Metabolic and molecular mechanisms that contribute to impaired CD4 response during Trypanosoma cruzi infection

STEMPIN, CC

Tucumán

Conferencia; LXVIII Reunión Científica Anual de la Sociedad Argentina de Inmunología.; 2019

Sociedad Argentina de Inmunología

Trypanosoma cruzi, the parasite that causes Chagas disease, was identified more than 100 years ago, however this infection is still a serious social and public health problem. The acute phase of infection is characterized by inefficient host immune response that creates a persistent infection and the establishment of chronic disease. T. cruzi-induced immunosuppression involves, among others, anergy induction and clonal deletion in T cell compartment. The relevance of T cells to control T. cruzi infection has been demonstrated in human as well as in experimental infection. Our laboratory is focus on the study of molecular and metabolic mechanism involved in CD4 T cell immunosuppression during T. cruzi experimental infection. We have previously identified the E3-Ubiquitin-Ligase GRAIL and its regulator Otubain-1 as molecular mechanism associated to CD4 T anergy during the acute phase of infection.

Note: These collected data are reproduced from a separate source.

//! Job Scheduler
//!
//! Thin driver between an external trigger (timer, app lifecycle event) and
//! the `JobManager`. It holds no job logic: every trigger simply asks the
//! manager to start all known jobs, relying on `start_job` being a no-op for
//! jobs that are already running.

use std::sync::Arc;
use std::sync::atomic::{AtomicBool, Ordering};
use std::time::Duration;

use serde::{Deserialize, Serialize};
use tokio::task::JoinHandle;
use tokio::time::MissedTickBehavior;
use tokio_util::sync::CancellationToken;

use super::{JobManager, StartOutcome};

/// Configuration for the scheduler's background trigger
#[derive(Debug, Clone, PartialEq, Eq, Serialize, Deserialize)]
pub struct SchedulerConfig {
    /// Identifier the background trigger is registered under
    pub trigger_id: String,

    /// Period of the interval trigger; `None` disables it
    #[serde(default, skip_serializing_if = "Option::is_none")]
    pub interval: Option<Duration>,
}

impl Default for SchedulerConfig {
    fn default() -> Self {
        Self {
            trigger_id: "cadence.maintenance".to_string(),
            interval: Some(Duration::from_secs(15 * 60)),
        }
    }
}

/// Platform-triggered entry point that (re)runs pending jobs
pub struct JobScheduler {
    manager: Arc<JobManager>,
    config: SchedulerConfig,
    is_setup: AtomicBool,
}

impl JobScheduler {
    pub fn new(manager: Arc<JobManager>, config: SchedulerConfig) -> Self {
        Self {
            manager,
            config,
            is_setup: AtomicBool::new(false),
        }
    }

    /// Perform the one-time trigger registration
    ///
    /// Returns true if this call did the registration, false if it had
    /// already been done.
    pub fn setup(&self) -> bool {
        if self.is_setup.swap(true, Ordering::SeqCst) {
            tracing::debug!(trigger_id = %self.config.trigger_id, "Scheduler already set up");
            return false;
        }

        tracing::info!(
            trigger_id = %self.config.trigger_id,
            interval = ?self.config.interval,
            "Registered background job trigger"
        );
        true
    }

    /// Check if `setup` has run
    pub fn is_setup(&self) -> bool {
        self.is_setup.load(Ordering::SeqCst)
    }

    /// Get the scheduler configuration
    pub fn config(&self) -> &SchedulerConfig {
        &self.config
    }

    /// Ask the manager to start every known job
    ///
    /// Returns the number of jobs newly started; jobs already running are
    /// left alone.
    pub fn execute_pending_jobs(&self) -> usize {
        let job_ids = self.manager.job_ids();
        let started = job_ids
            .iter()
            .filter(|id| self.manager.start_job(id) == StartOutcome::Started)
            .count();

        tracing::debug!(known = job_ids.len(), started, "Executed pending jobs");
        started
    }

    /// Spawn the interval trigger
    ///
    /// Calls `execute_pending_jobs` every `interval` until `shutdown` fires.
    /// The first trigger happens one full period after spawning. Returns
    /// `None` when no interval is configured.
    pub fn spawn_interval_trigger(
        self: &Arc<Self>,
        shutdown: CancellationToken,
    ) -> Option<JoinHandle<()>> {
        let period = self.config.interval?;
        let scheduler = Arc::clone(self);

        Some(tokio::spawn(async move {
            let mut ticker = tokio::time::interval(period);
            ticker.set_missed_tick_behavior(MissedTickBehavior::Delay);
            // The first tick completes immediately
            ticker.tick().await;

            loop {
                tokio::select! {
                    _ = shutdown.cancelled() => {
                        tracing::debug!(trigger_id = %scheduler.config.trigger_id, "Interval trigger stopped");
                        break;
                    }
                    _ = ticker.tick() => {
                        scheduler.execute_pending_jobs();
                    }
                }
            }
        }))
    }
}

impl std::fmt::Debug for JobScheduler {
    fn fmt(&self, f: &mut std::fmt::Formatter<'_>) -> std::fmt::Result {
        f.debug_struct("JobScheduler")
            .field("config", &self.config)
            .field("is_setup", &self.is_setup())
            .finish()
    }
}

// ─────────────────────────────────────────────────────────────────────────────
// Tests
// ─────────────────────────────────────────────────────────────────────────────

#[cfg(test)]
mod tests {
    use super::*;
    use crate::job::{Job, JobContext, JobResult, JobSpec};
    use async_trait::async_trait;
    use std::sync::atomic::AtomicUsize;

    struct SlowJob {
        id: &'static str,
        executions: Arc<AtomicUsize>,
    }

    #[async_trait]
    impl Job for SlowJob {
        fn spec(&self) -> JobSpec {
            JobSpec::new(self.id, self.id)
        }

        async fn execute(&self, ctx: &JobContext) -> JobResult<()> {
            self.executions.fetch_add(1, Ordering::SeqCst);
            ctx.cancelled().await;
            Ok(())
        }
    }

    fn scheduler_with_jobs(
        ids: &[&'static str],
    ) -> (Arc<JobScheduler>, Arc<JobManager>, Arc<AtomicUsize>) {
        let manager = JobManager::new_shared();
        let executions = Arc::new(AtomicUsize::new(0));
        for &id in ids {
            manager.register(Arc::new(SlowJob {
                id,
                executions: Arc::clone(&executions),
            }));
        }
        let scheduler = Arc::new(JobScheduler::new(
            Arc::clone(&manager),
            SchedulerConfig {
                trigger_id: "test".into(),
                interval: Some(Duration::from_millis(20)),
            },
        ));
        (scheduler, manager, executions)
    }

    #[tokio::test]
    async fn test_setup_is_idempotent() {
        let (scheduler, _, _) = scheduler_with_jobs(&[]);

        assert!(!scheduler.is_setup());
        assert!(scheduler.setup());
        assert!(!scheduler.setup());
        assert!(scheduler.is_setup());
    }

    #[tokio::test]
    async fn test_execute_pending_jobs_never_double_starts() {
        let (scheduler, manager, executions) = scheduler_with_jobs(&["a", "b"]);

        assert_eq!(scheduler.execute_pending_jobs(), 2);
        assert_eq!(scheduler.execute_pending_jobs(), 0);
        assert_eq!(manager.running_count(), 2);

        tokio::time::sleep(Duration::from_millis(20)).await;
        assert_eq!(executions.load(Ordering::SeqCst), 2);
        manager.stop_all_jobs();
    }

    #[tokio::test]
    async fn test_interval_trigger_starts_jobs_until_shutdown() {
        let (scheduler, manager, _) = scheduler_with_jobs(&["periodic"]);
        let shutdown = CancellationToken::new();

        let handle = scheduler.spawn_interval_trigger(shutdown.clone()).unwrap();
        tokio::time::timeout(Duration::from_secs(5), async {
            while !manager.is_running("periodic") {
                tokio::time::sleep(Duration::from_millis(5)).await;
            }
        })
        .await
        .unwrap();

        shutdown.cancel();
        handle.await.unwrap();
        manager.stop_all_jobs();
    }

    #[tokio::test]
    async fn test_no_interval_means_no_trigger() {
        let manager = JobManager::new_shared();
        let scheduler = Arc::new(JobScheduler::new(
            manager,
            SchedulerConfig {
                trigger_id: "manual".into(),
                interval: None,
            },
        ));

        assert!(scheduler.spawn_interval_trigger(CancellationToken::new()).is_none());
    }
}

Recent studies have shown the importance of T cell metabolism for adequate activation and effector functions. Interestingly, mitochondrial ROS (mROS) has emerged as a critical second messenger for T cell signaling and activation, however a tight regulation of mROS production by cellular antioxidant pathways is critical to maintaining proper signal transduction without compromising the integrity of the cell. It has been demonstrated that imbalances in the metabolism of T cells can generate failures in the immune response during infections, cancer and autoimmunity. However, the metabolic status of CD4 during T. cruzi infection has not been explored. We have found high frequency of mROS CD4 T cells with mitochondrial depolarization that express high levels of PD-1 during the acute phase of infection. In addition, these cells are highly oxidative with increased proton leak. We found increased antioxidant mechanisms however they may be not enough to prevent apoptosis. Then, our results indicate that infection induces mitochondrial and metabolic alteration in CD4 T cells that may have an impact in the outcome of the infection.